Holder told the Wall Street Journal in 2006 that he drafted the memo in response to complaints that there seemed to be no uniform rules for deciding whether to bring charges in corporate cases.
"[I] didn’t expect these issues would become as big as they were," Holder told the WSJ at the time. Indeed, they've only grown larger in the seven years since that interview, as the financial crisis wreaked havoc on the U.S. economy.
The government has yet to prosecute any big banks or major executives for their role in the meltdown, and critics have derided Holder and his Justice Department for using the collateral damage argument as an excuse for not doing enough to hold those institutions accountable. The DOJ came under fire last year after declining to prosecute HSBC for years of money laundering violations, saying that to do so would bring too much damage to the global economy.
“The government just backed down,” Coffee said of that case. “There were reasons in 2008 to say maybe we shouldn’t indict any bank we can because it will just add to the systemic risk. But we were in 2012 to 2013 with HSBC -- that risk wasn’t there and we weren’t dealing with something that was relating to the activities that produced the 2008 crisis.”
Yet in addition to the HSBC deal, Sen. Elizabeth Warren (D-Mass.) and others have criticized Holder for statements he made to senators -- and later walked back -- indicating that he thought big banks had gotten too large to prosecute.
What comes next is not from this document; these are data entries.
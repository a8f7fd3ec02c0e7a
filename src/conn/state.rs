//! Lifecycle states of one request/response exchange.

/// Progress of the single response write.
#[derive(Debug, Clone, Copy, PartialEq, Eq, Default)]
pub enum WriteState {
    /// Nothing committed yet.
    #[default]
    Idle,
    /// A deferred write (file stream) is in flight; plain writes are refused.
    Busy,
    /// The response has been written. Terminal.
    Closed,
}

/// Whether the remaining pipeline steps should run.
///
/// Halting is sticky: once set, every later step is skipped. The route
/// handler still runs.
#[derive(Debug, Clone, Copy, PartialEq, Eq, Default)]
pub enum PipelineControl {
    #[default]
    Continue,
    Halted,
}
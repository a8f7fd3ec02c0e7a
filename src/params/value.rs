//! The recursive value produced by decoding query strings and form bodies.

use std::collections::HashMap;
use std::fmt;

use serde::ser::{SerializeMap, Serializer};
use serde::Serialize;

/// Top-level decoded parameters, keyed by the name before any `[`.
pub type Params = HashMap<String, ParamValue>;

/// A decoded parameter: a plain string, a list (`key[]=..`) or a map
/// (`key[sub]=..`), nested arbitrarily.
#[derive(Debug, Clone, PartialEq, Eq, Serialize)]
#[serde(untagged)]
pub enum ParamValue {
    Scalar(String),
    Sequence(Vec<ParamValue>),
    Mapping(ParamMap),
}

impl ParamValue {
    /// Combine `self` (already stored) with `incoming`.
    ///
    /// Sequences concatenate and mappings union with incoming entries
    /// winning on collision. Every other pairing, scalars included, keeps
    /// `incoming`.
    pub fn merge(self, incoming: ParamValue) -> ParamValue {
        match (self, incoming) {
            (ParamValue::Sequence(mut existing), ParamValue::Sequence(incoming)) => {
                existing.extend(incoming);
                ParamValue::Sequence(existing)
            }
            (ParamValue::Mapping(mut existing), ParamValue::Mapping(incoming)) => {
                for (key, value) in incoming.into_iter() {
                    existing.insert(key, value);
                }
                ParamValue::Mapping(existing)
            }
            (_, incoming) => incoming,
        }
    }

    pub fn as_str(&self) -> Option<&str> {
        match self {
            ParamValue::Scalar(value) => Some(value),
            _ => None,
        }
    }

    pub fn as_sequence(&self) -> Option<&[ParamValue]> {
        match self {
            ParamValue::Sequence(values) => Some(values),
            _ => None,
        }
    }

    pub fn as_mapping(&self) -> Option<&ParamMap> {
        match self {
            ParamValue::Mapping(map) => Some(map),
            _ => None,
        }
    }

    /// Look up `key` when this value is a mapping.
    pub fn get(&self, key: &str) -> Option<&ParamValue> {
        self.as_mapping().and_then(|map| map.get(key))
    }
}

impl From<&str> for ParamValue {
    fn from(value: &str) -> Self {
        ParamValue::Scalar(value.to_string())
    }
}

impl From<String> for ParamValue {
    fn from(value: String) -> Self {
        ParamValue::Scalar(value)
    }
}

impl PartialEq<str> for ParamValue {
    fn eq(&self, other: &str) -> bool {
        self.as_str() == Some(other)
    }
}

impl PartialEq<&str> for ParamValue {
    fn eq(&self, other: &&str) -> bool {
        self.as_str() == Some(*other)
    }
}

impl fmt::Display for ParamValue {
    fn fmt(&self, f: &mut fmt::Formatter<'_>) -> fmt::Result {
        match self {
            ParamValue::Scalar(value) => f.write_str(value),
            ParamValue::Sequence(values) => {
                f.write_str("[")?;
                for (i, value) in values.iter().enumerate() {
                    if i > 0 {
                        f.write_str(", ")?;
                    }
                    write!(f, "{value}")?;
                }
                f.write_str("]")
            }
            ParamValue::Mapping(map) => {
                f.write_str("{")?;
                for (i, (key, value)) in map.iter().enumerate() {
                    if i > 0 {
                        f.write_str(", ")?;
                    }
                    write!(f, "{key}: {value}")?;
                }
                f.write_str("}")
            }
        }
    }
}

/// String-keyed entries in first-insertion order.
///
/// Equality ignores order: two maps are equal when they hold the same keys
/// with equal values.
#[derive(Debug, Clone, Default)]
pub struct ParamMap {
    entries: Vec<(String, ParamValue)>,
}

impl ParamMap {
    pub fn new() -> Self {
        Self::default()
    }

    /// Insert or overwrite `key`. An overwritten key keeps its position.
    pub fn insert(&mut self, key: impl Into<String>, value: ParamValue) {
        let key = key.into();
        match self.entries.iter_mut().find(|(k, _)| *k == key) {
            Some(entry) => entry.1 = value,
            None => self.entries.push((key, value)),
        }
    }

    pub fn get(&self, key: &str) -> Option<&ParamValue> {
        self.entries.iter().find(|(k, _)| k == key).map(|(_, v)| v)
    }

    pub fn len(&self) -> usize {
        self.entries.len()
    }

    pub fn is_empty(&self) -> bool {
        self.entries.is_empty()
    }

    pub fn keys(&self) -> impl Iterator<Item = &str> {
        self.entries.iter().map(|(k, _)| k.as_str())
    }

    pub fn iter(&self) -> impl Iterator<Item = (&str, &ParamValue)> {
        self.entries.iter().map(|(k, v)| (k.as_str(), v))
    }
}

impl IntoIterator for ParamMap {
    type Item = (String, ParamValue);
    type IntoIter = std::vec::IntoIter<(String, ParamValue)>;

    fn into_iter(self) -> Self::IntoIter {
        self.entries.into_iter()
    }
}

impl<K: Into<String>> FromIterator<(K, ParamValue)> for ParamMap {
    fn from_iter<I: IntoIterator<Item = (K, ParamValue)>>(iter: I) -> Self {
        let mut map = ParamMap::new();
        for (key, value) in iter {
            map.insert(key, value);
        }
        map
    }
}

impl PartialEq for ParamMap {
    fn eq(&self, other: &Self) -> bool {
        self.len() == other.len()
            && self.iter().all(|(key, value)| other.get(key) == Some(value))
    }
}

impl Eq for ParamMap {}

impl Serialize for ParamMap {
    fn serialize<S: Serializer>(&self, serializer: S) -> Result<S::Ok, S::Error> {
        let mut map = serializer.serialize_map(Some(self.len()))?;
        for (key, value) in self.iter() {
            map.serialize_entry(key, value)?;
        }
        map.end()
    }
}
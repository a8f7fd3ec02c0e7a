//! Route handlers and the steps that run before them.

use std::sync::Arc;

use crate::conn::Conn;
use crate::params::Params;
use crate::router::error::Error;

/// What a handler returns. An error turns into the server-error response.
pub type HandlerResult = Result<(), Error>;

/// A route handler. Receives the merged parameter view of the request.
pub type Handler = Arc<dyn Fn(&mut Conn, &Params) -> HandlerResult + Send + Sync>;

/// A pre-handler step. May inspect or change the context and may call
/// [`Conn::halt`] to skip the remaining steps.
pub type Pipe = Arc<dyn Fn(&mut Conn) + Send + Sync>;

/// Box a closure as a [`Pipe`].
pub fn pipe<F>(step: F) -> Pipe
where
    F: Fn(&mut Conn) + Send + Sync + 'static,
{
    Arc::new(step)
}

/// A registered route: its pipeline and its handler.
#[derive(Clone)]
pub struct Route {
    /// Steps run in order before the handler.
    pub pipes: Vec<Pipe>,
    /// The handler function.
    pub handler: Handler,
}
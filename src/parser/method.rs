//! HTTP request methods.

use std::fmt;
use std::str::FromStr;

use crate::parser::error::Error;

/// HTTP request methods understood by the router.
#[derive(Debug, Clone, Copy, PartialEq, Eq, Hash)]
pub enum Method {
    GET,
    POST,
    PUT,
    DELETE,
    HEAD,
    OPTIONS,
    PATCH,
    TRACE,
    CONNECT,
}

impl Method {
    /// The canonical upper-case token for this method.
    pub fn as_str(&self) -> &'static str {
        match self {
            Method::GET => "GET",
            Method::POST => "POST",
            Method::PUT => "PUT",
            Method::DELETE => "DELETE",
            Method::HEAD => "HEAD",
            Method::OPTIONS => "OPTIONS",
            Method::PATCH => "PATCH",
            Method::TRACE => "TRACE",
            Method::CONNECT => "CONNECT",
        }
    }

    /// Methods a form may tunnel through POST with a `_method` field.
    pub fn from_override(value: &str) -> Option<Method> {
        match value {
            "PATCH" => Some(Method::PATCH),
            "PUT" => Some(Method::PUT),
            "DELETE" => Some(Method::DELETE),
            _ => None,
        }
    }
}

impl FromStr for Method {
    type Err = Error;

    fn from_str(s: &str) -> Result<Self, Self::Err> {
        match s {
            "GET" => Ok(Method::GET),
            "POST" => Ok(Method::POST),
            "PUT" => Ok(Method::PUT),
            "DELETE" => Ok(Method::DELETE),
            "HEAD" => Ok(Method::HEAD),
            "OPTIONS" => Ok(Method::OPTIONS),
            "PATCH" => Ok(Method::PATCH),
            "TRACE" => Ok(Method::TRACE),
            "CONNECT" => Ok(Method::CONNECT),
            _ => Err(Error::InvalidMethod(s.to_string())),
        }
    }
}

impl fmt::Display for Method {
    fn fmt(&self, f: &mut fmt::Formatter<'_>) -> fmt::Result {
        f.write_str(self.as_str())
    }
}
Some have defended Holder’s position, arguing that if big banks were criminally indicted for wrongdoing they wouldn’t survive punishment, and ordinary workers who had nothing to do with the banks’ actions would suffer as a result, as in the Arthur Andersen case. Others have noted that it’s difficult for the Justice Department and other agencies to take on big banks until lawmakers do something to prevent such institutions from becoming "too big to fail."
Jenkins, the DOJ spokeswoman, said that while prosecutors weigh many factors, such as potential harm to shareholders or employees, such considerations are not definite bars to prosecuting corporate crimes. Collateral consequences "will not prevent the Justice Department from continuing to be aggressive and creative in pursuing prosecutions and seeking penalties in appropriate cases as we have been doing," she said.
Jennifer Arlen, a professor of law at New York University, argues that the 1999 Holder memo in fact provides a valuable tool to prosecutors, since it incentivizes companies to launch internal investigations and turn over information that may help bring charges against the individuals responsible, something firms were hesitant to do before.
“What the Holder memo did was announce publicly and officially that the focus of corporate enforcement should be on individual convictions, on getting the individuals responsible,” Arlen told HuffPost. “The only way we can deter corporate crime is to get firms to help deter it themselves.”
The public should be concerned, she said, only when the government either doesn’t prosecute companies in cases where it’s clear the firms are covering up wrongdoing, or in cases where officials enter into a deferred-prosecution agreement but do nothing to follow up or ultimately prosecute those responsible.
She pointed to the Walmart bribery scandal -- in which top-level Walmart officials were aware of wrongdoing but did little to stop it -- as a possible test case for the government policy.
“A lot of people are treating it as if we’re letting corporations off,” Arlen said. “People are right to be concerned that corporate crimes are happening and not enough people are being held criminally responsible, but they’re focusing on the wrong problem. Our focus should be on making sure that those responsible for the crime are prosecuted.”
Coffee also noted that there's nothing in the Holder memo to indicate that those responsible for corporate wrongdoing should be let off the hook.
"Whatever you think about the policy about indicting corporations, the original memo never said that you shouldn't indict [corporate] officers," he said.